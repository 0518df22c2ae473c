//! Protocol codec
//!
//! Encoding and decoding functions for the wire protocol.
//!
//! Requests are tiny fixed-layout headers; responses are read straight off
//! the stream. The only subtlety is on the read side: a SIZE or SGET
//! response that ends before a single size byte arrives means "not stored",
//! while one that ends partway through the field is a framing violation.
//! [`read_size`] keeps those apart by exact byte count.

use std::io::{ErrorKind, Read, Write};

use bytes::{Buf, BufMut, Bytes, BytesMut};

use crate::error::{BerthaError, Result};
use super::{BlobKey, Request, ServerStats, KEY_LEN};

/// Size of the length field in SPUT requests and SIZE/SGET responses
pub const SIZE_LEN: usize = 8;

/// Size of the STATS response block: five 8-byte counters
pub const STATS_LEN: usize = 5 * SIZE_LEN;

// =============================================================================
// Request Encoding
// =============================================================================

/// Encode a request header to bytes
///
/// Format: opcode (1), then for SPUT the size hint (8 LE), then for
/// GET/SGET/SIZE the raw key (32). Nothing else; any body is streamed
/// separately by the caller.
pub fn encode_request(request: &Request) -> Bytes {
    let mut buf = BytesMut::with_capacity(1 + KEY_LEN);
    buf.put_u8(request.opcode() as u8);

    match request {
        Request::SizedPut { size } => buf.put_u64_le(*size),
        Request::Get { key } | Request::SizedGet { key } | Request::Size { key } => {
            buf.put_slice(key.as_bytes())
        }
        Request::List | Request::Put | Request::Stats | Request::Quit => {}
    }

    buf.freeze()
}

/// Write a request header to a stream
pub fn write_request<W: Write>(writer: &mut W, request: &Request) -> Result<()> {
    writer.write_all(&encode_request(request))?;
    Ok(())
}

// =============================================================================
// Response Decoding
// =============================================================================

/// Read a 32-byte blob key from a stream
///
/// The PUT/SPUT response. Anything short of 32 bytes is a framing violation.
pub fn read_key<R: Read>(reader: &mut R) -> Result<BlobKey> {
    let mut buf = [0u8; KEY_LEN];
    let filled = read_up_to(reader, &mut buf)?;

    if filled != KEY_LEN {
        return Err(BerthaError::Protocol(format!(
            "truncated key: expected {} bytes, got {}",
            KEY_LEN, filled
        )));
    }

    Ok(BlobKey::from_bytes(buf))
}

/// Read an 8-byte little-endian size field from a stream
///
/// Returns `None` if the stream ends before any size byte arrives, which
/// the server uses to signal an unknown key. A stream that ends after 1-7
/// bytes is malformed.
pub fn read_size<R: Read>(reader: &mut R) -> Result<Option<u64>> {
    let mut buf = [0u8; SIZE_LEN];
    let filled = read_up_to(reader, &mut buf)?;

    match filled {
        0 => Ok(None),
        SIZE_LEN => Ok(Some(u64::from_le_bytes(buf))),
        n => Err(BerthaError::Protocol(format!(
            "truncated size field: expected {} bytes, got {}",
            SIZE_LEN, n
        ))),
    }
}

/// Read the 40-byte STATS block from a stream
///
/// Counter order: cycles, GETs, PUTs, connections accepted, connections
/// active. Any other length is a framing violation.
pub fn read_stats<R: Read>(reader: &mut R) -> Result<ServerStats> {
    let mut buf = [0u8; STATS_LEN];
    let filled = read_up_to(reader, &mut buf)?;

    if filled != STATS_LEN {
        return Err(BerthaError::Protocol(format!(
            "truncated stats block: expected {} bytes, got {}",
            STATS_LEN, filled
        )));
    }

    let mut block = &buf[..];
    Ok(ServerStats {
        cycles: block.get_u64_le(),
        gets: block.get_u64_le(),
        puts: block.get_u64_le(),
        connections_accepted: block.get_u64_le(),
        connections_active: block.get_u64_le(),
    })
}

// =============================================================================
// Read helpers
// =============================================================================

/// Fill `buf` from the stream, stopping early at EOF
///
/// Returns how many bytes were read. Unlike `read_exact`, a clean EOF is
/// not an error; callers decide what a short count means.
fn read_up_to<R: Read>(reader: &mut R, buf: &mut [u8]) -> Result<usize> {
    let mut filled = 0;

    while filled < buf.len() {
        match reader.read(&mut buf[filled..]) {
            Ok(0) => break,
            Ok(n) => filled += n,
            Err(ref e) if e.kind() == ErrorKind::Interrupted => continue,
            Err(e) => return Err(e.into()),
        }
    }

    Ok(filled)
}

· · · · ·

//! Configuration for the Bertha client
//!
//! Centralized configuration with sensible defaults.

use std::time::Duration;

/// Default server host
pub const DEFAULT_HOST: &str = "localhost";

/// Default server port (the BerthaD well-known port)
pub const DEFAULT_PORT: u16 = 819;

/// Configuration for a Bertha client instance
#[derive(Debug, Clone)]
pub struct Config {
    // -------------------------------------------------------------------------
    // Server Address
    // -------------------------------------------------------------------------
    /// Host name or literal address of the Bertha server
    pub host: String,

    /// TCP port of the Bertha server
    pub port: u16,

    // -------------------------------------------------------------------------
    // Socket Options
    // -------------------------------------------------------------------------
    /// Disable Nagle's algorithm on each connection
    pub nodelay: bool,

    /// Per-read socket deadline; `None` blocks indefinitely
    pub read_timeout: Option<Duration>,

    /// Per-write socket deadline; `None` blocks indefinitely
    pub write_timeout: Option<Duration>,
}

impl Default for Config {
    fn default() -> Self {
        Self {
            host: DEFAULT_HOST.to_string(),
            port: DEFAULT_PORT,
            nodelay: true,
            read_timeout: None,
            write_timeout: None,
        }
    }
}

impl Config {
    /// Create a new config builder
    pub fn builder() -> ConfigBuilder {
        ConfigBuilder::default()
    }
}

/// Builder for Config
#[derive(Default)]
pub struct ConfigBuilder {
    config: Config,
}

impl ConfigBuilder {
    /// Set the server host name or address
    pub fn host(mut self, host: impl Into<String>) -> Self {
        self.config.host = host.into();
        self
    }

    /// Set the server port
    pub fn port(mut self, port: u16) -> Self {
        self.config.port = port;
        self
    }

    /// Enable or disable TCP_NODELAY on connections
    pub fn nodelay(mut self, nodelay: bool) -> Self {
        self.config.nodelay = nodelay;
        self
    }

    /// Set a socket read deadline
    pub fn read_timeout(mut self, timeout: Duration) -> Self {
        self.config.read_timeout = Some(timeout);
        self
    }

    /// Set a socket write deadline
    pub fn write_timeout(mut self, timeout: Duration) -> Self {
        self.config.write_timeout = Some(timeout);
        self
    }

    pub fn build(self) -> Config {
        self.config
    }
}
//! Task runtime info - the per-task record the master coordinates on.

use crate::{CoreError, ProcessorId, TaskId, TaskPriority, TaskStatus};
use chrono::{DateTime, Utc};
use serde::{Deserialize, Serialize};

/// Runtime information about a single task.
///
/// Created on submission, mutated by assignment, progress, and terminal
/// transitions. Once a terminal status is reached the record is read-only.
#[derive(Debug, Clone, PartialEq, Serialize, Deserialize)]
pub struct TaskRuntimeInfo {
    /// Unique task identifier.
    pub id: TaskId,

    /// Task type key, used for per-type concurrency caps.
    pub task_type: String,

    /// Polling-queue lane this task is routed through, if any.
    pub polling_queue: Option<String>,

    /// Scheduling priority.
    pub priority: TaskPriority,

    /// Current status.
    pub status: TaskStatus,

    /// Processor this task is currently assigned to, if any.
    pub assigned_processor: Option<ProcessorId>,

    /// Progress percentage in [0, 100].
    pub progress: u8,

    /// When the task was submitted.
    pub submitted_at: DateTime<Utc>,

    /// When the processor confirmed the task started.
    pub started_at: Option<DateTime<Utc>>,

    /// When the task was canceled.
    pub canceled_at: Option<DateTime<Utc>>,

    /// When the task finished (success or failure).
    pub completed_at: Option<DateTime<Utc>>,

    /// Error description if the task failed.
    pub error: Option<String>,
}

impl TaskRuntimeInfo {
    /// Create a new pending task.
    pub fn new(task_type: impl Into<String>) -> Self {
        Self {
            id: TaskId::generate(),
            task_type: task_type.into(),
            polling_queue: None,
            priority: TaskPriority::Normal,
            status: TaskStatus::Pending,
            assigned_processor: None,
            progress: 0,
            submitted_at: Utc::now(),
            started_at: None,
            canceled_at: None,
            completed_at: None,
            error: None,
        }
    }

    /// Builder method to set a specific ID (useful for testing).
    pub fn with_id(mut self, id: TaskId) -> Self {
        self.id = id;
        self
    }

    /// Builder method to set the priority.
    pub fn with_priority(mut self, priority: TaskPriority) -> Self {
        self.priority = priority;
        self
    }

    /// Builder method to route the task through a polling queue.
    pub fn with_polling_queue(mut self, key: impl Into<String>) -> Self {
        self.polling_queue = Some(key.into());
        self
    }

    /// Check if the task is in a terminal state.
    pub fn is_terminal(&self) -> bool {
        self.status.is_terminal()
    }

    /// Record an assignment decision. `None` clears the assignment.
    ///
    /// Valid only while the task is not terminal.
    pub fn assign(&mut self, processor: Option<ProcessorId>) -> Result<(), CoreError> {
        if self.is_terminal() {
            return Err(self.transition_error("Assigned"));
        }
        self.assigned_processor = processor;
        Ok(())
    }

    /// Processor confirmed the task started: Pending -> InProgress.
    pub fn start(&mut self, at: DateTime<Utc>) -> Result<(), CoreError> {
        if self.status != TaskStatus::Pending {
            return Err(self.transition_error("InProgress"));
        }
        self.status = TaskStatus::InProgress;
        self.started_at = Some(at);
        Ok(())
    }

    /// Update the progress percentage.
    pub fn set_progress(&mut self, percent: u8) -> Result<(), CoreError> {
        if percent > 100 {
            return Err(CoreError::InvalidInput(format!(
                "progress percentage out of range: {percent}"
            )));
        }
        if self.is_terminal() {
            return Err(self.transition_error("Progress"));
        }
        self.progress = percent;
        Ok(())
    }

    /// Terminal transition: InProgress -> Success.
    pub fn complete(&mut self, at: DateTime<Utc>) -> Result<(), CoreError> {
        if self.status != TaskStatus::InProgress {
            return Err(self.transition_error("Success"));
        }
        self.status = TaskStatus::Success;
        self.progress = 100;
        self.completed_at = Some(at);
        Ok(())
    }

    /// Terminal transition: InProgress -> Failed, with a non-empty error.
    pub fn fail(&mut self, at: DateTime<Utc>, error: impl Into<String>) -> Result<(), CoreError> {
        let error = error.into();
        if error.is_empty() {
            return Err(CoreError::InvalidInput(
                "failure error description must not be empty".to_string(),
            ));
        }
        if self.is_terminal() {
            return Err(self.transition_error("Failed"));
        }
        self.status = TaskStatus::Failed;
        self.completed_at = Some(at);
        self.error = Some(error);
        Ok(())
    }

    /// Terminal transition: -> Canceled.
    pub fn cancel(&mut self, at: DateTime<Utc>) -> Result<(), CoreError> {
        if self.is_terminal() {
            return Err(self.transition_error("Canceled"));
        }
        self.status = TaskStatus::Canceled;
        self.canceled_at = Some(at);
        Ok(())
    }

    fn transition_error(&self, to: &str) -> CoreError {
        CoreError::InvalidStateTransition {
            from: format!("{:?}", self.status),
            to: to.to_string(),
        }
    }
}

· · · · ·

## Activity
Using the records above, select and copy every line that has the word "ProcessorId".

## Task output
use crate::{CoreError, ProcessorId, TaskId, TaskPriority, TaskStatus};
    pub assigned_processor: Option<ProcessorId>,
    pub fn assign(&mut self, processor: Option<ProcessorId>) -> Result<(), CoreError> {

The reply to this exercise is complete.